An observation on 04/03/2025 at 11:31 AM LA-H and Laundry Aide-G (LA-G) were observed walking through the building pushing a cart exiting the 400-hall secure unit wearing Personal Protective Equipment (PPE) gowns. LA-H and LA-G were interviewed why they were wearing PPE gowns so they would not get their clothing dirty, when asked if they thought wearing gowns throughout the facility was part of the policy, LA-H and LA-G both stated they were unaware of the policy. LA-H revealed that they were not trained, however do attend monthly educational events that do not reflect infection control or information related to their position or job duties.
The Infection Preventionist (IP) was interviewed on 04/03/2025 at 12:00 PM regarding education for housekeeping and laundry aides. The IP revealed an education sheet titled, handling soiled linens and trash dated 03/28/2025 signed by LA-H, LA-G and HSK-J stating they were recently educated.

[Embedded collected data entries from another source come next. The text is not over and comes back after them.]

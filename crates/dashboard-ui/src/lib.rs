//! Terminal UI layer for the sales dashboard.
//!
//! Provides themes, the header and sidebar components, bar chart and table
//! renderers, the per-view panel builders, and the main application event
//! loop built on top of [`ratatui`].

pub mod app;
pub mod chart_view;
pub mod components;
pub mod panels;
pub mod table_view;
pub mod themes;

pub use dashboard_core as core;
mod bootstrap;

use anyhow::{Context, Result};
use dashboard_core::models::View;
use dashboard_core::settings::Settings;
use dashboard_data::export::{build_export, to_json};
use dashboard_data::reader::load_dataset;
use dashboard_data::views::ViewOptions;
use dashboard_ui::app::App;

#[tokio::main(flavor = "current_thread")]
async fn main() -> Result<()> {
    let settings = Settings::load_with_last_used();

    let app_dir = bootstrap::ensure_directories()?;
    // The dashboard owns the terminal, so its logs go to a file by default.
    let log_file = match (&settings.log_file, settings.json) {
        (Some(path), _) => Some(path.clone()),
        (None, false) => Some(bootstrap::default_log_file(&app_dir)),
        (None, true) => None,
    };
    bootstrap::setup_logging(&settings.log_level, log_file.as_deref())?;

    tracing::info!("Sales Dashboard v{} starting", env!("CARGO_PKG_VERSION"));
    tracing::info!(
        "Data: {}, View: {}, Theme: {}",
        settings.data.display(),
        settings.view,
        settings.theme
    );

    let (dataset, load) = load_dataset(&settings.data)
        .with_context(|| format!("Could not load sales data from {}", settings.data.display()))?;
    if load.rejected.total() > 0 {
        tracing::warn!(
            "{} malformed line(s) skipped while loading {}",
            load.rejected.total(),
            settings.data.display()
        );
    }

    let options = ViewOptions::from(&settings);

    if settings.json {
        let views: Vec<View> = if settings.all {
            View::ALL.to_vec()
        } else {
            vec![settings.view]
        };
        let document = build_export(&dataset, &load, &options, &views);
        println!("{}", to_json(&document)?);
        return Ok(());
    }

    let app = App::new(&settings.theme, settings.view, options);

    // The loop exits on 'q' / Ctrl+C inside the TUI. The OS-level signal is
    // raced as well so a Ctrl+C delivered outside raw mode also exits cleanly.
    tokio::select! {
        result = app.run(&dataset, &load) => {
            result?;
        }
        _ = tokio::signal::ctrl_c() => {
            tracing::info!("Ctrl+C received; shutting down");
        }
    }

    Ok(())
}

A review of a facility education sheet reveals directions on how and when to wear a gown when picking up trash and soiled linens, stating: Do not hold dirty linens against your uniform at any time. When collecting dirty linen, please wear a gown (found in clean linen room) once soiled linen is in cart, remove gown and place in with other soiled laundry. Change your gown for each hall. Do not wear a gown throughout the facility.
A review of a facility policy titled, Infection Prevention and Control date reviewed and revised April 2025 revealed:
Standard Precautions:
-All staff shall use personal protective equipment (PPE) according to established facility policy governing the use of PPE.
Linens:
-Environmental services staff shall not handle soiled linen unless it is properly bagged.
An interview on 04/07/2025 at 9:30 AM with the IP confirmed that staff should have clean and soiled linen cart covered when transporting clean or dirty linens throughout the facility. The IP also confirmed that staff should not be wearing gowns throughout the facility for any reason.